La Commission scolaire du Lac-Abitibi (CSLA) innove du mieux qu'elle peut pour favoriser la réussite de ses élèves.

Dans les dernières semaines, le Centre de formation professionnelle (CFP) du Lac-Abitibi a accueilli sa première cohorte de 12 apprentis spécialisés.

Ce projet-pilote sur deux ans permet aux jeunes de 14 à 17 ans de faire des cours de premier cycle du secondaire tout acquérant des compétences de base dans plusieurs domaines.

La directrice générale de la CSLA, Isabelle Godbout, veut prévenir le décrochage.

« À partir de 14 ans, les élèves qui ont des grandes difficultés, c'est là qu'on les perd. Nous, ce qu'on souhaite, c'est leur offrir une offre de services qui est différente, qui est à la classe, mais en dehors de la classe en même temps, qui leur permet de vraiment avoir des compétences à développer qui vont être utiles pour le marché du travail et pour eux-mêmes. »

Isabelle Godbout

À la fin de ce programme, les élèves auront des acquis pour continuer en formation professionnelle, retourner dans le parcours régulier ou aller directement sur le marché du travail.

Une quatrième classe de maternelle 4 ans

De plus, une nouvelle classe de maternelle quatre ans à temps plein a été ajoutée dans le secteur de St-Hélène-de-Mancebourg. Il y en a maintenant quatre au total.

L'engouement est bien présent et ça facilite l'intégration des élèves ayant des besoins particuliers qui n'ont pas de place dans les centres de la petite enfance.

La directrice générale de la CSLA, Isabelle Godbout, déplore toutefois le fait que ce service ne soit pas accessible à tous.

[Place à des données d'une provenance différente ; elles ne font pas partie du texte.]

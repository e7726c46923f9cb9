//! Browser GLB viewer.
//!
//! A Leptos shell that composes two pieces: a [`net::comms::Comms`] channel
//! to the sync server and a [`scene::host::SceneHost`] on a Babylon canvas.
//! When the server broadcasts the sync trigger, the host reloads the scene
//! file and swaps it in without moving the camera.
//!
//! Everything that touches the browser is behind the `csr` feature; the rest
//! builds and tests natively.

pub mod app;
pub mod components;
pub mod config;
pub mod debug;
pub mod net;
pub mod reload;
pub mod state;

/// WASM entry point.
#[cfg(feature = "csr")]
#[wasm_bindgen::prelude::wasm_bindgen(start)]
pub fn start() {
    console_error_panic_hook::set_once();
    if console_log::init_with_level(log::Level::Debug).is_err() {
        leptos::logging::warn!("logger already installed");
    }
    log::info!("glbview viewer starting");
    leptos::mount::mount_to_body(app::App);
}
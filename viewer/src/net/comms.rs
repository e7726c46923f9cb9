//! Queueing message channel over a persistent socket.
//!
//! STATE MACHINE
//! =============
//! ```text
//! Connecting --open--> Open --close--> Closed
//!      \____________close____________/
//! ```
//!
//! - `send` while Connecting queues; the queue is flushed in order, exactly
//!   once, when the socket opens.
//! - `send` while Open transmits immediately.
//! - `send` while Closed fails with [`CommsError::Closed`]. Closed is terminal;
//!   there is no reconnect.
//!
//! The socket binding drives the transitions through the `handle_*` methods.
//! Transport failures are logged and swallowed; they never reach callers or
//! listeners.

#[cfg(test)]
#[path = "comms_test.rs"]
mod comms_test;

use std::cell::{Cell, RefCell};
use std::collections::VecDeque;
use std::fmt;

use scene::events::Subscribers;
use serde::{Deserialize, Serialize};

/// Socket connection lifecycle.
#[derive(Clone, Copy, Debug, Default, PartialEq, Eq, Serialize, Deserialize)]
#[serde(rename_all = "lowercase")]
pub enum ConnectionState {
    /// Handshake in progress; sends are queued.
    #[default]
    Connecting,
    /// Sends go straight to the transport.
    Open,
    /// Terminal. Sends fail.
    Closed,
}

impl ConnectionState {
    #[must_use]
    pub fn label(self) -> &'static str {
        match self {
            Self::Connecting => "connecting",
            Self::Open => "open",
            Self::Closed => "closed",
        }
    }
}

impl fmt::Display for ConnectionState {
    fn fmt(&self, f: &mut fmt::Formatter<'_>) -> fmt::Result {
        f.write_str(self.label())
    }
}

/// Errors returned to callers of [`Comms::send`].
#[derive(Debug, Clone, PartialEq, Eq, thiserror::Error)]
pub enum CommsError {
    /// The socket is closed; the message was not queued.
    #[error("connection closed; message not sent: {0:?}")]
    Closed(String),
}

/// Failure reported by the underlying socket.
#[derive(Debug, Clone, PartialEq, Eq, thiserror::Error)]
#[error("transport error: {0}")]
pub struct TransportError(pub String);

/// The raw socket a [`Comms`] writes to.
pub trait Transport {
    /// Write one text frame.
    ///
    /// # Errors
    ///
    /// Returns [`TransportError`] when the socket rejects the frame.
    fn transmit(&self, message: &str) -> Result<(), TransportError>;
}

pub struct Comms<T: Transport> {
    transport: T,
    state: Cell<ConnectionState>,
    queue: RefCell<VecDeque<String>>,
    listeners: Subscribers<String>,
    state_listeners: Subscribers<ConnectionState>,
}

impl<T: Transport> Comms<T> {
    /// A channel in the Connecting state with an empty queue.
    pub fn new(transport: T) -> Self {
        Self {
            transport,
            state: Cell::new(ConnectionState::Connecting),
            queue: RefCell::new(VecDeque::new()),
            listeners: Subscribers::new(),
            state_listeners: Subscribers::new(),
        }
    }

    /// Send a text message, queueing it if the socket is still connecting.
    ///
    /// `Ok` means transmitted or queued, not delivered.
    ///
    /// # Errors
    ///
    /// Returns [`CommsError::Closed`] once the socket has closed.
    pub fn send(&self, message: impl Into<String>) -> Result<(), CommsError> {
        let message = message.into();
        match self.state.get() {
            ConnectionState::Open => {
                self.transmit(&message);
                Ok(())
            }
            ConnectionState::Connecting => {
                log::debug!("comms: queued {message:?} until open");
                self.queue.borrow_mut().push_back(message);
                Ok(())
            }
            ConnectionState::Closed => Err(CommsError::Closed(message)),
        }
    }

    /// Register a callback for every inbound message, in arrival order.
    pub fn add_listener(&self, listener: impl Fn(&str) + 'static) {
        self.listeners.subscribe(move |message: &String| listener(message.as_str()));
    }

    /// Register a callback for every state transition.
    pub fn on_state_change(&self, listener: impl Fn(ConnectionState) + 'static) {
        self.state_listeners.subscribe(move |state: &ConnectionState| listener(*state));
    }

    /// The socket finished its handshake.
    pub fn handle_open(&self) {
        if self.state.get() != ConnectionState::Connecting {
            log::warn!("comms: open event while {}", self.state.get());
            return;
        }
        self.state.set(ConnectionState::Open);

        let pending: Vec<String> = self.queue.borrow_mut().drain(..).collect();
        log::info!("comms: open; flushing {} queued message(s)", pending.len());
        for message in &pending {
            self.transmit(message);
        }
        self.state_listeners.publish(&ConnectionState::Open);
    }

    /// An inbound text frame arrived.
    pub fn handle_message(&self, payload: &str) {
        let delivered = self.listeners.publish(&payload.to_owned());
        log::debug!("comms: {payload:?} delivered to {delivered} listener(s)");
    }

    /// The socket closed, cleanly or not.
    pub fn handle_close(&self, code: u16, reason: &str) {
        if self.state.get() == ConnectionState::Closed {
            return;
        }
        self.state.set(ConnectionState::Closed);
        let dropped = std::mem::take(&mut *self.queue.borrow_mut());
        if dropped.is_empty() {
            log::info!("comms: closed ({code}) {reason}");
        } else {
            log::warn!("comms: closed ({code}) {reason}; dropped {} queued message(s)", dropped.len());
        }
        self.state_listeners.publish(&ConnectionState::Closed);
    }

    /// The socket reported an error. Logged only.
    pub fn handle_error(&self, description: &str) {
        log::warn!("comms: socket error while {}: {description}", self.state.get());
    }

    #[must_use]
    pub fn state(&self) -> ConnectionState {
        self.state.get()
    }

    /// Messages waiting for the socket to open.
    #[must_use]
    pub fn pending(&self) -> usize {
        self.queue.borrow().len()
    }

    #[must_use]
    pub fn listener_count(&self) -> usize {
        self.listeners.len()
    }

    #[must_use]
    pub fn transport(&self) -> &T {
        &self.transport
    }

    fn transmit(&self, message: &str) {
        if let Err(err) = self.transport.transmit(message) {
            log::warn!("comms: {err}");
        }
    }
}
//! Socket messaging.
//!
//! [`comms`] is the platform-independent channel; [`socket`] binds it to the
//! browser and only exists in the `csr` build.

pub mod comms;
#[cfg(feature = "csr")]
pub mod socket;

« On doit inscrire les élèves qui sont dans des codes postaux identifiés comme étant en milieu défavorisé. Je pense que c'est le seul bogue du programme, parce que dans le fond, on s'aperçoit qu'en région, si la maternelle quatre ans était rendue disponible, je ne dis pas obligatoire, mais disponible à tous les parents qui souhaitent en profiter, je pense qu'on pourrait en ouvrir beaucoup plus que ça et répondre à des besoins beaucoup plus larges. »

- Isabelle Godbout

Toutes les commissions scolaires doivent respecter cette règle. Certaines manquent déjà d'espace pour ajouter des classes de niveau primaire, mais ce n'est pas le cas de la CSLA.